Obstacles in the eruption pathway due to an odontoma

Defects in the follicle or the PDL

Rationale treatment approach
It is therefore necessary to develop a rationale treatment approach in order to diagnose which of the prerequisites for eruption have been violated and to what extent.
This diagnosis encompasses a
Clinical examination
Detailed radiographic examination allowing a three dimensional concept of the region involved.

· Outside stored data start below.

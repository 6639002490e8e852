use serde::{Deserialize, Serialize};
use uuid::Uuid;

/// Opaque user identifier, as issued by the identity collaborator.
///
/// The relay never inspects the contents; it only uses the identifier as a
/// map key and as the name of the user's personal room.
#[derive(Debug, Clone, Serialize, Deserialize, PartialEq, Eq, Hash, PartialOrd, Ord)]
pub struct UserId(pub String);

impl UserId {
    pub fn new(id: impl Into<String>) -> Self {
        Self(id.into())
    }

    pub fn as_str(&self) -> &str {
        &self.0
    }

    /// Short prefix for log lines.  Truncates on a character boundary, so
    /// identifiers containing multi-byte characters are safe to log.
    pub fn short(&self) -> &str {
        match self.0.char_indices().nth(8) {
            Some((idx, _)) => &self.0[..idx],
            None => &self.0,
        }
    }
}

impl std::fmt::Display for UserId {
    fn fmt(&self, f: &mut std::fmt::Formatter<'_>) -> std::fmt::Result {
        write!(f, "{}", self.0)
    }
}

/// Identifier of a single live transport session.  One per WebSocket.
#[derive(Debug, Clone, Copy, Serialize, Deserialize, PartialEq, Eq, Hash)]
pub struct ConnectionId(pub Uuid);

impl ConnectionId {
    pub fn new() -> Self {
        Self(Uuid::new_v4())
    }
}

impl Default for ConnectionId {
    fn default() -> Self {
        Self::new()
    }
}

impl std::fmt::Display for ConnectionId {
    fn fmt(&self, f: &mut std::fmt::Formatter<'_>) -> std::fmt::Result {
        write!(f, "{}", self.0)
    }
}

/// Named delivery channel inside the relay.
///
/// Two kinds exist: personal rooms (name equals the user identifier, used as
/// the notification delivery address) and call rooms (deterministic pairing
/// of two user identifiers, used for signaling exchange).
#[derive(Debug, Clone, Serialize, Deserialize, PartialEq, Eq, Hash)]
pub struct RoomId(pub String);

impl RoomId {
    pub fn new(name: impl Into<String>) -> Self {
        Self(name.into())
    }

    /// The personal room of a user: the room name is the user id itself.
    pub fn personal(user: &UserId) -> Self {
        Self(user.0.clone())
    }

    /// Deterministic, order-independent call room for two users.
    ///
    /// Both peers compute the same name without a negotiation round-trip:
    /// the lexicographically smaller id comes first.
    pub fn call_pair(a: &UserId, b: &UserId) -> Self {
        if a.0 <= b.0 {
            Self(format!("{}_{}", a.0, b.0))
        } else {
            Self(format!("{}_{}", b.0, a.0))
        }
    }

    pub fn as_str(&self) -> &str {
        &self.0
    }

    /// Whether this room name is a call-pair key that includes `user`.
    ///
    /// Checked as a full prefix or suffix around the separator rather than
    /// by splitting, so user identifiers that themselves contain `_` are
    /// still matched correctly and a personal room never passes as a call
    /// room.
    pub fn is_call_room_of(&self, user: &UserId) -> bool {
        let starts = self
            .0
            .strip_prefix(user.as_str())
            .is_some_and(|rest| rest.starts_with('_'));
        let ends = self
            .0
            .strip_suffix(user.as_str())
            .is_some_and(|rest| rest.ends_with('_'));
        starts || ends
    }
}

impl std::fmt::Display for RoomId {
    fn fmt(&self, f: &mut std::fmt::Formatter<'_>) -> std::fmt::Result {
        write!(f, "{}", self.0)
    }
}

/// A resolved, authenticated user as handed to the relay by the identity
/// collaborator.  Immutable for the lifetime of a connection: a block
/// applied mid-session only takes effect on the next admission.
#[derive(Debug, Clone, Serialize, Deserialize, PartialEq, Eq)]
pub struct Identity {
    pub id: UserId,
    pub display_name: String,
    pub blocked: bool,
}

impl Identity {
    pub fn new(id: impl Into<String>, display_name: impl Into<String>) -> Self {
        Self {
            id: UserId::new(id),
            display_name: display_name.into(),
            blocked: false,
        }
    }
}

/// Medium of a call attempt.
#[derive(Debug, Clone, Copy, Serialize, Deserialize, PartialEq, Eq)]
#[serde(rename_all = "lowercase")]
pub enum CallMedium {
    Audio,
    Video,
}

impl std::fmt::Display for CallMedium {
    fn fmt(&self, f: &mut std::fmt::Formatter<'_>) -> std::fmt::Result {
        match self {
            CallMedium::Audio => write!(f, "audio"),
            CallMedium::Video => write!(f, "video"),
        }
    }
}

/// Category of a notification record.
#[derive(Debug, Clone, Copy, Serialize, Deserialize, PartialEq, Eq)]
#[serde(rename_all = "lowercase")]
pub enum NotificationCategory {
    Swap,
    Chat,
    Rating,
    Admin,
    System,
}

impl NotificationCategory {
    pub fn as_str(&self) -> &'static str {
        match self {
            NotificationCategory::Swap => "swap",
            NotificationCategory::Chat => "chat",
            NotificationCategory::Rating => "rating",
            NotificationCategory::Admin => "admin",
            NotificationCategory::System => "system",
        }
    }

    pub fn parse(s: &str) -> Option<Self> {
        match s {
            "swap" => Some(Self::Swap),
            "chat" => Some(Self::Chat),
            "rating" => Some(Self::Rating),
            "admin" => Some(Self::Admin),
            "system" => Some(Self::System),
            _ => None,
        }
    }
}

impl std::fmt::Display for NotificationCategory {
    fn fmt(&self, f: &mut std::fmt::Formatter<'_>) -> std::fmt::Result {
        write!(f, "{}", self.as_str())
    }
}

#[cfg(test)]
mod tests {
    use super::*;

    #[test]
    fn call_pair_is_order_independent() {
        let a = UserId::new("64f1aa");
        let b = UserId::new("64f1bb");
        assert_eq!(RoomId::call_pair(&a, &b), RoomId::call_pair(&b, &a));
        assert_eq!(RoomId::call_pair(&a, &b).as_str(), "64f1aa_64f1bb");
    }

    #[test]
    fn call_pair_with_self_is_stable() {
        let a = UserId::new("u1");
        assert_eq!(RoomId::call_pair(&a, &a).as_str(), "u1_u1");
    }

    #[test]
    fn personal_room_name_is_user_id() {
        let u = UserId::new("64f1aa");
        assert_eq!(RoomId::personal(&u).as_str(), "64f1aa");
    }

    #[test]
    fn call_room_membership_check() {
        let a = UserId::new("u1");
        let b = UserId::new("u2");
        let c = UserId::new("u3");
        let room = RoomId::call_pair(&a, &b);
        assert!(room.is_call_room_of(&a));
        assert!(room.is_call_room_of(&b));
        assert!(!room.is_call_room_of(&c));
        assert!(!RoomId::personal(&a).is_call_room_of(&a));
    }

    #[test]
    fn short_is_char_boundary_safe() {
        // An 8th byte falling inside a multi-byte character must not panic.
        assert_eq!(UserId::new("aéééé").short(), "aéééé");
        assert_eq!(UserId::new("ééééééééé").short(), "éééééééé");
        assert_eq!(UserId::new("64f1aabbccdd").short(), "64f1aabb");
        assert_eq!(UserId::new("u1").short(), "u1");
    }

    #[test]
    fn call_room_membership_with_underscored_ids() {
        let a = UserId::new("user_one");
        let b = UserId::new("zed");
        let room = RoomId::call_pair(&a, &b);
        assert_eq!(room.as_str(), "user_one_zed");

        assert!(room.is_call_room_of(&a));
        assert!(room.is_call_room_of(&b));
        // Substrings of a member id are not members.
        assert!(!room.is_call_room_of(&UserId::new("one")));
        assert!(!room.is_call_room_of(&UserId::new("user")));
        // The personal room of an underscored id is not a call room.
        assert!(!RoomId::personal(&a).is_call_room_of(&a));
    }

    #[test]
    fn category_round_trip() {
        for cat in [
            NotificationCategory::Swap,
            NotificationCategory::Chat,
            NotificationCategory::Rating,
            NotificationCategory::Admin,
            NotificationCategory::System,
        ] {
            assert_eq!(NotificationCategory::parse(cat.as_str()), Some(cat));
        }
        assert_eq!(NotificationCategory::parse("bogus"), None);
    }
}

Impacted Maxillary Third Molars

Natural Development

Note the initial position close to the cervical region of the second molar and the gradual uprighting of the tooth germ

Surgical Anatomy

Anatomic illustration of the topography in a frontal plane in the third molar area

Classification of Maxillary Third Molars
Based on anatomic position ,follows
Relative depth of the impacted maxillary third molar in bone
The position of the long axis of the impacted maxillary third molar in relation to the long axis of the second molar
Relationship of the impacted maxillary third molar to the maxillary sinus

Relative depth of the impacted maxillary third molar in bone:
Class A: The lowest portion of the crown of the impacted maxillary third molar is on a line with the occlusal plane of the second molar
Class B: The lowest portion of the crown of the impacted maxillary third molar is between the occlusal plane of the second molar and the cervical line.
Class C: The lowest portion of the crown of the impacted maxillary third molar is at or above the cervical line of the second molar.